= Task prompt =
All that is wanted is an exact copy of the lines below, starting at the one that contains "pub mod error;" and running to the end.
** Opening Material supplied block **
//! Host-resident backup agent gated by a secrets backend.
//!
//! The agent keeps a host's encrypted volumes mounted, its repositories
//! checked out, and its restic backups current, but only while the
//! Vault-style secrets backend holding every credential is unsealed. A
//! sequential scheduler drives the routine work; an HTTP control surface
//! exposes the same actions, plus the seal-key and token plumbing needed
//! to bring a freshly booted host back into service.

pub mod agent;
pub mod config;
pub mod error;
pub mod jobs;
pub mod ops;
pub mod server;
pub mod store;
pub mod vault;

#[cfg(test)]
pub(crate) mod testutil;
** Closing Material supplied block **
= Response to this exercise =
pub mod error;
pub mod jobs;
pub mod ops;
pub mod server;
pub mod store;
pub mod vault;

#[cfg(test)]
pub(crate) mod testutil;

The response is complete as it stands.